La prima volta dopo l'operazione che aveva avuto un attacco di tosse, si era spaventato. Espettorare muco nerastro non è la cosa più bella del mondo, ma si a l'abitudine a tutto.
“E' semplicemente carbonio”, gli aveva spiegato il dottore, “ibra di carbonio che costituisce il materiale con cui sono stampati i suoi polmoni. E' chiaro che con il tempo andranno incontro a un certo deterioramento”.

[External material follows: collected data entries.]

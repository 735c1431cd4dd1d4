//! Pure Rust image processing backend.
//!
//! Everything is statically linked into the binary.
//!
//! ## Crate mapping
//!
//! | Operation | Crate / function |
//! |---|---|
//! | Decode (JPEG, PNG, TIFF, WebP, GIF) | `image::ImageReader` with content sniffing |
//! | Resize | `DynamicImage::resize_exact` with `Lanczos3`, then crop or pad per [`plan_resize`] |
//! | Rotate (multiples of 90°) | `DynamicImage::rotate90/180/270` (lossless) |
//! | Rotate (other angles) | `imageproc::geometric_transformations::rotate_about_center` on an expanded canvas |
//! | Flip / flop | `DynamicImage::flipv` / `fliph` |
//! | Modulate / linear | [`adjust`](super::adjust) |
//! | Blur | `DynamicImage::blur` (Gaussian) |
//! | Sharpen | `DynamicImage::unsharpen` |
//! | Encode → JPEG | `jpeg-encoder` (quality, progressive) |
//! | Encode → WebP with quality | `webp::Encoder` (lossy, libwebp) |
//! | Encode → PNG / WebP / TIFF / GIF | `image` codecs (WebP without quality is lossless) |
//! | Encode → AVIF | `image::codecs::avif::AvifEncoder` (rav1e) |
//!
//! Every canvas a pipeline would allocate is checked against
//! [`within_limits`] first, and encoding happens in memory: the output file
//! is only written once the whole image encoded successfully.

use super::adjust;
use super::backend::{BackendError, Dimensions, ImageBackend};
use super::calculations::{
    MAX_PIXELS, Placement, plan_resize, quarter_turns, rotated_bounds, within_limits,
};
use super::params::{
    EncoderOptions, MetadataPolicy, Modulation, Operation, OutputFormat, Pipeline, Quality,
};
use image::codecs::png::{CompressionType, FilterType as PngFilter, PngEncoder};
use image::imageops::FilterType;
use image::{ColorType, DynamicImage, ImageFormat, ImageReader, Rgba, RgbaImage};
use imageproc::geometric_transformations::{Interpolation, rotate_about_center};
use std::io::Cursor;
use std::path::Path;
use tracing::{debug, instrument};

/// Canvas fill for padding and rotation corners: opaque black.
const BACKGROUND: Rgba<u8> = Rgba([0, 0, 0, 255]);

/// Accepted Gaussian blur sigma range.
const BLUR_SIGMA_RANGE: std::ops::RangeInclusive<f64> = 0.3..=1000.0;

/// libwebp's per-edge limit.
const WEBP_MAX_DIMENSION: u32 = 16_383;

/// Encoder defaults used when a pipeline leaves a setting unspecified.
#[derive(Debug, Clone, Copy, PartialEq)]
pub struct EncodingDefaults {
    pub jpeg_quality: Quality,
    pub avif_quality: Quality,
    /// rav1e speed, 1 (slowest) to 10 (fastest).
    pub avif_speed: u8,
}

impl Default for EncodingDefaults {
    fn default() -> Self {
        Self {
            jpeg_quality: Quality::new(80),
            avif_quality: Quality::new(50),
            avif_speed: 6,
        }
    }
}

/// Pure Rust backend using the `image` crate ecosystem.
///
/// See the [module docs](self) for the crate-to-operation mapping.
pub struct RustBackend {
    defaults: EncodingDefaults,
    overwrite: bool,
}

impl RustBackend {
    pub fn new() -> Self {
        Self {
            defaults: EncodingDefaults::default(),
            overwrite: true,
        }
    }

    pub fn with_defaults(mut self, defaults: EncodingDefaults) -> Self {
        self.defaults = defaults;
        self
    }

    /// When false, an existing output file is a write error instead of being replaced.
    pub fn with_overwrite(mut self, overwrite: bool) -> Self {
        self.overwrite = overwrite;
        self
    }
}

impl Default for RustBackend {
    fn default() -> Self {
        Self::new()
    }
}

/// Load and decode an image from disk, sniffing the format from content.
fn load_image(path: &Path) -> Result<DynamicImage, BackendError> {
    let reader = ImageReader::open(path).map_err(|e| match e.kind() {
        std::io::ErrorKind::NotFound => {
            BackendError::Open(format!("Input file is missing: {}", path.display()))
        }
        _ => BackendError::Open(format!("Failed to open {}: {}", path.display(), e)),
    })?;
    reader
        .with_guessed_format()
        .map_err(|e| BackendError::Open(format!("Failed to read {}: {}", path.display(), e)))?
        .decode()
        .map_err(|e| BackendError::Open(format!("Failed to decode {}: {}", path.display(), e)))
}

/// Refuse a canvas before allocating it.
fn check_canvas(width: u32, height: u32) -> Result<(), BackendError> {
    if within_limits(width, height) {
        Ok(())
    } else {
        Err(BackendError::Transform(format!(
            "Resulting image {width}x{height} exceeds the limit of {MAX_PIXELS} pixels"
        )))
    }
}

/// Rotate clockwise by `degrees`, expanding the canvas for non-right angles.
fn rotate(img: DynamicImage, degrees: f64) -> Result<DynamicImage, BackendError> {
    let rotated = match quarter_turns(degrees) {
        Some(0) => img,
        Some(1) => img.rotate90(),
        Some(2) => img.rotate180(),
        Some(_) => img.rotate270(),
        None => {
            let (w, h) = (img.width(), img.height());
            let (bw, bh) = rotated_bounds(w, h, degrees);
            // Work on a canvas large enough for both the source and the result,
            // so nothing is clipped before the rotation.
            let (cw, ch) = (w.max(bw), h.max(bh));
            check_canvas(cw, ch)?;
            let mut canvas = RgbaImage::from_pixel(cw, ch, BACKGROUND);
            image::imageops::overlay(
                &mut canvas,
                &img.to_rgba8(),
                ((cw - w) / 2) as i64,
                ((ch - h) / 2) as i64,
            );
            let rotated = rotate_about_center(
                &canvas,
                degrees.to_radians() as f32,
                Interpolation::Bilinear,
                BACKGROUND,
            );
            DynamicImage::ImageRgba8(rotated).crop_imm((cw - bw) / 2, (ch - bh) / 2, bw, bh)
        }
    };
    Ok(rotated)
}

fn apply(img: DynamicImage, op: &Operation) -> Result<DynamicImage, BackendError> {
    debug!(?op, "applying");
    let out = match *op {
        Operation::Resize(ref spec) => {
            let plan = plan_resize((img.width(), img.height()), spec);
            check_canvas(plan.width, plan.height)?;
            let (out_w, out_h) = plan.output_dimensions();
            check_canvas(out_w, out_h)?;
            let scaled = if (plan.width, plan.height) == (img.width(), img.height()) {
                img
            } else {
                img.resize_exact(plan.width, plan.height, FilterType::Lanczos3)
            };
            match plan.placement {
                Placement::None => scaled,
                Placement::Crop {
                    x,
                    y,
                    width,
                    height,
                } => scaled.crop_imm(x, y, width, height),
                Placement::Pad {
                    canvas_width,
                    canvas_height,
                    x,
                    y,
                } => {
                    let mut canvas = RgbaImage::from_pixel(canvas_width, canvas_height, BACKGROUND);
                    image::imageops::overlay(&mut canvas, &scaled.to_rgba8(), x as i64, y as i64);
                    DynamicImage::ImageRgba8(canvas)
                }
            }
        }
        Operation::Rotate(degrees) => rotate(img, degrees)?,
        Operation::Flip => img.flipv(),
        Operation::Flop => img.fliph(),
        Operation::Modulate(Modulation::Brightness(m)) => adjust::modulate_brightness(&img, m),
        Operation::Modulate(Modulation::Saturation(m)) => adjust::modulate_saturation(&img, m),
        Operation::Linear { slope, intercept } => adjust::linear(&img, slope, intercept),
        Operation::Blur(sigma) => {
            if !BLUR_SIGMA_RANGE.contains(&sigma) {
                return Err(BackendError::Transform(format!(
                    "Expected number between 0.3 and 1000 for blur sigma but received {sigma}"
                )));
            }
            img.blur(sigma as f32)
        }
        Operation::Sharpen(sharpening) => {
            if sharpening.sigma <= 0.0 || sharpening.sigma > 10.0 {
                return Err(BackendError::Transform(format!(
                    "Expected number between 0.000001 and 10 for sharpen sigma but received {}",
                    sharpening.sigma
                )));
            }
            img.unsharpen(sharpening.sigma, sharpening.threshold)
        }
    };
    Ok(out)
}

/// Resolve the written format, rejecting formats without an encoder.
fn resolve_format(pipeline: &Pipeline, output: &Path) -> Result<OutputFormat, BackendError> {
    match pipeline.effective_format(output) {
        Some(OutputFormat::Heif) => Err(BackendError::Transform(
            "HEIF output is not supported: no HEIF encoder is available".to_string(),
        )),
        Some(format) => Ok(format),
        None => Err(BackendError::Transform(format!(
            "Unsupported output format: {}",
            output
                .extension()
                .map(|e| e.to_string_lossy().into_owned())
                .unwrap_or_else(|| "(no extension)".to_string())
        ))),
    }
}

fn png_compression(level: Option<u8>) -> CompressionType {
    match level {
        None => CompressionType::Default,
        Some(0..=3) => CompressionType::Fast,
        Some(4..=6) => CompressionType::Default,
        Some(_) => CompressionType::Best,
    }
}

/// Float images have no 8/16-bit encoder path; widen them to RGBA16.
fn integer_depth(img: &DynamicImage) -> DynamicImage {
    match img.color() {
        ColorType::Rgb32F | ColorType::Rgba32F => DynamicImage::ImageRgba16(img.to_rgba16()),
        _ => img.clone(),
    }
}

/// The TIFF encoder has no gray+alpha layout; widen those to RGBA.
fn tiff_layout(img: &DynamicImage) -> DynamicImage {
    match img.color() {
        ColorType::La8 => DynamicImage::ImageRgba8(img.to_rgba8()),
        ColorType::La16 => DynamicImage::ImageRgba16(img.to_rgba16()),
        _ => integer_depth(img),
    }
}

fn encode_failed(format: OutputFormat, e: impl std::fmt::Display) -> BackendError {
    BackendError::Write(format!("{} encode failed: {}", format.as_str().to_uppercase(), e))
}

/// Encode `img` as `format` into memory.
fn encode_image(
    img: &DynamicImage,
    format: OutputFormat,
    encoder: &EncoderOptions,
    defaults: &EncodingDefaults,
) -> Result<Vec<u8>, BackendError> {
    let mut buf = Cursor::new(Vec::new());

    match format {
        OutputFormat::Jpeg => {
            let rgb = img.to_rgb8();
            let (w, h) = rgb.dimensions();
            let (w, h) = match (u16::try_from(w), u16::try_from(h)) {
                (Ok(w), Ok(h)) => (w, h),
                _ => {
                    return Err(BackendError::Write(format!(
                        "JPEG output is limited to 65535x65535, got {w}x{h}"
                    )));
                }
            };
            let quality = encoder.jpeg.quality.unwrap_or(defaults.jpeg_quality);
            let mut jpeg = jpeg_encoder::Encoder::new(&mut buf, quality.value() as u8);
            jpeg.set_progressive(encoder.jpeg.progressive);
            jpeg.encode(rgb.as_raw(), w, h, jpeg_encoder::ColorType::Rgb)
                .map_err(|e| encode_failed(format, e))?;
        }
        OutputFormat::Png => {
            if encoder.png.progressive {
                debug!("interlaced PNG output is not available; writing non-interlaced");
            }
            let png = PngEncoder::new_with_quality(
                &mut buf,
                png_compression(encoder.png.compression_level),
                PngFilter::Adaptive,
            );
            integer_depth(img)
                .write_with_encoder(png)
                .map_err(|e| encode_failed(format, e))?;
        }
        OutputFormat::Webp => {
            let rgba = img.to_rgba8();
            let (w, h) = rgba.dimensions();
            if w > WEBP_MAX_DIMENSION || h > WEBP_MAX_DIMENSION {
                return Err(BackendError::Write(format!(
                    "WebP output is limited to {WEBP_MAX_DIMENSION}x{WEBP_MAX_DIMENSION}, got {w}x{h}"
                )));
            }
            match encoder.webp.quality {
                Some(quality) => {
                    let memory = webp::Encoder::from_rgba(rgba.as_raw(), w, h)
                        .encode_simple(false, quality.value() as f32)
                        .map_err(|e| encode_failed(format, format!("{e:?}")))?;
                    return Ok(memory.to_vec());
                }
                None => {
                    let webp = image::codecs::webp::WebPEncoder::new_lossless(&mut buf);
                    DynamicImage::ImageRgba8(rgba)
                        .write_with_encoder(webp)
                        .map_err(|e| encode_failed(format, e))?;
                }
            }
        }
        OutputFormat::Tiff => tiff_layout(img)
            .write_to(&mut buf, ImageFormat::Tiff)
            .map_err(|e| encode_failed(format, e))?,
        OutputFormat::Gif => DynamicImage::ImageRgba8(img.to_rgba8())
            .write_to(&mut buf, ImageFormat::Gif)
            .map_err(|e| encode_failed(format, e))?,
        OutputFormat::Avif => {
            let quality = encoder.avif.quality.unwrap_or(defaults.avif_quality);
            let avif = image::codecs::avif::AvifEncoder::new_with_speed_quality(
                &mut buf,
                defaults.avif_speed,
                quality.value() as u8,
            );
            DynamicImage::ImageRgba8(img.to_rgba8())
                .write_with_encoder(avif)
                .map_err(|e| encode_failed(format, e))?;
        }
        OutputFormat::Heif => {
            return Err(BackendError::Transform(
                "HEIF output is not supported: no HEIF encoder is available".to_string(),
            ));
        }
    }
    Ok(buf.into_inner())
}

/// Write encoded bytes, removing any partial file on failure.
fn write_output(path: &Path, bytes: &[u8]) -> Result<(), BackendError> {
    std::fs::write(path, bytes).map_err(|e| {
        let _ = std::fs::remove_file(path);
        BackendError::Write(format!("Failed to write {}: {}", path.display(), e))
    })
}

impl ImageBackend for RustBackend {
    fn identify(&self, path: &Path) -> Result<Dimensions, BackendError> {
        let (width, height) = ImageReader::open(path)
            .map_err(|e| BackendError::Open(format!("Failed to open {}: {}", path.display(), e)))?
            .with_guessed_format()?
            .into_dimensions()
            .map_err(|e| {
                BackendError::Open(format!("Failed to read dimensions: {}", e))
            })?;
        Ok(Dimensions { width, height })
    }

    #[instrument(skip_all, fields(source = %source.display()))]
    fn process(
        &self,
        source: &Path,
        pipeline: &Pipeline,
        output: &Path,
    ) -> Result<(), BackendError> {
        let mut img = load_image(source)?;
        let format = resolve_format(pipeline, output)?;

        if pipeline.metadata_policy() == MetadataPolicy::Keep {
            debug!("metadata retention is not available; output carries pixel data only");
        }

        for op in pipeline.operations() {
            img = apply(img, op)?;
        }

        if !self.overwrite && output.exists() {
            return Err(BackendError::Write(format!(
                "Output file already exists: {}",
                output.display()
            )));
        }

        let bytes = encode_image(&img, format, pipeline.encoder(), &self.defaults)?;
        write_output(output, &bytes)?;
        debug!(
            width = img.width(),
            height = img.height(),
            format = %format,
            "written"
        );
        Ok(())
    }
}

“Dottore”, aveva chiesto, “Cosa significa col tempo?”
“Dai quattro ai dieci anni, con una media di sei-sette prima di morire per insufficienza respiratoria. Questo è il tempo che le rimane da vivere”.
Era stato...era stato, si fermò un attimo a pensarci, cinque anni prima.
L'idea di morire non lo spaventava, era un'alternativa preferibile a un'esistenza vuota di pensionato solitario.
Prese un'altra lattina di birra virtuale.
“Quando sarò morto”, pensò, “Troveranno il mio corpo e vedranno che ho lasciato questa casa veramente uno schifo”.
Ma in realtà si rendeva conto che non gliene importava nulla.